Wasylka [60] presented GAPI tool to elaborate much data than previous tools. Each method is presented by five pentagrams subdivided into smaller sections in order to assess 15 analytical aspects, as in Supplementary Material Table 3SM. The shade of each section is red - yellow - green according to impact from high – medium - low. Both proposed and reported methods showed much detailed profiles than the previous tools, where red pentagrams were measured for the first time. Resemblance of GAPI pentagrams of both methods were observed regarding the type of method, the sample (collection – preservation – transport - storage – preparation), instrumentation and waste treatment. The proposed method transcended the reported one in terms of safety hazard of solvents use, due to the use of formic acid and ammonia in the reported method, number of grams of used solvents and generated waste (aspects 9, 11 and 14), as shown in Table 4.

The Eco-Scale [61] is the only quantitative tool that can compare the greenness of several methods on a common scale from (0 – 100). Penalty points are calculated for every factor in a method, then sum of penalty points is subtracted from 100 to calculate its eco-scale. The penalty points are calculated for several aspects including: the hazard and amounts of the reagents used; the method of extraction; energy, occupational hazard and the waste produced by the instruments. An ideal green method will have eco-scale of 100, excellent is > 75, acceptable is > 50 and inadequate is < 50. The Eco-Scale for the reported and proposed methods was calculated as shown in Table 5 , it was found that the eco-scale of the proposed method was equal to be 78 points (excellent) versus 70 points for the reported one. The reported method suffered from a lower Eco-Scale due to the use of several non-green solvents such as formic acid and ammonium solution, in addition to the longer runtime (6 min in comparison to 2 min for the proposed method) and higher flow rate which accordingly increased the amounts of reagents used and the waste produced.

Table 5

Total penalty points (PPs) for estimating the greenness of the proposed and reported methods.

	Penalty points (PPs)
	Reported method	Proposed method
Reagents
Water	0	0
Tetra butyl methyl ether	—	4
Methanol	12	12
Formic acid	6	—
Ammonia solution	4	—
SPE	2	—
liq-liq extraction	—	2
Instrument
Energy	1	1
Waste	5	3
Total PPs	∑ 30	∑ 22
Eco Scale total score	70	78

Conclusion

The proposed UPLC-MS/MS method was successfully established and validated to determine the co-administered GUF and BRM drugs as an add-on therapy for mild home-treated COVID-19 cases. The results obtained by the proposed method were satisfactory and indicated its accuracy, precision and effective extraction with no interference from the matrix.

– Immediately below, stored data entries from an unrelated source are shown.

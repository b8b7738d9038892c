use std::sync::Arc;

use axum::{
    extract::{Path, State},
    http::StatusCode,
    routing::get,
    Extension, Json, Router,
};
use hivebook_core::expenses::{Expense, NewExpense};

use crate::{auth::CurrentUser, error::ApiResult, main_lib::AppState};

async fn list_expenses(
    State(state): State<Arc<AppState>>,
    Extension(CurrentUser(user)): Extension<CurrentUser>,
) -> ApiResult<Json<Vec<Expense>>> {
    Ok(Json(state.expense_service.list_expenses(&user.id)?))
}

async fn get_expense(
    Path(id): Path<String>,
    State(state): State<Arc<AppState>>,
    Extension(CurrentUser(user)): Extension<CurrentUser>,
) -> ApiResult<Json<Expense>> {
    Ok(Json(state.expense_service.get_expense(&user.id, &id)?))
}

async fn create_expense(
    State(state): State<Arc<AppState>>,
    Extension(CurrentUser(user)): Extension<CurrentUser>,
    Json(payload): Json<NewExpense>,
) -> ApiResult<Json<Expense>> {
    let created = state.expense_service.create_expense(&user.id, payload).await?;
    Ok(Json(created))
}

async fn update_expense(
    Path(id): Path<String>,
    State(state): State<Arc<AppState>>,
    Extension(CurrentUser(user)): Extension<CurrentUser>,
    Json(payload): Json<NewExpense>,
) -> ApiResult<Json<Expense>> {
    let updated = state.expense_service.update_expense(&user.id, &id, payload).await?;
    Ok(Json(updated))
}

async fn delete_expense(
    Path(id): Path<String>,
    State(state): State<Arc<AppState>>,
    Extension(CurrentUser(user)): Extension<CurrentUser>,
) -> ApiResult<StatusCode> {
    state.expense_service.delete_expense(&user.id, &id).await?;
    Ok(StatusCode::NO_CONTENT)
}

pub fn router() -> Router<Arc<AppState>> {
    Router::new()
        .route("/expenses", get(list_expenses).post(create_expense))
        .route("/expenses/{id}", get(get_expense).put(update_expense).delete(delete_expense))
}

The proposed UPLC-MS/MS method was applied to determine the plasma concentrations GUF and BRM in a pharmacokinetic study involving Egyptian healthy volunteers showing no difference of the studied pharmacokinetic parameters versus the reported method. Finally, the proposed UPLC-MS/MS method was found to be more eco-friendly than the reported one using four assessment tools.

Funding

The author(s) received no financial support for the research, authorship, and/or publication of this article.

Declaration of Competing Interest

The authors declare that they have no known competing financial interests or personal relationships that could have appeared to influence the work reported in this paper.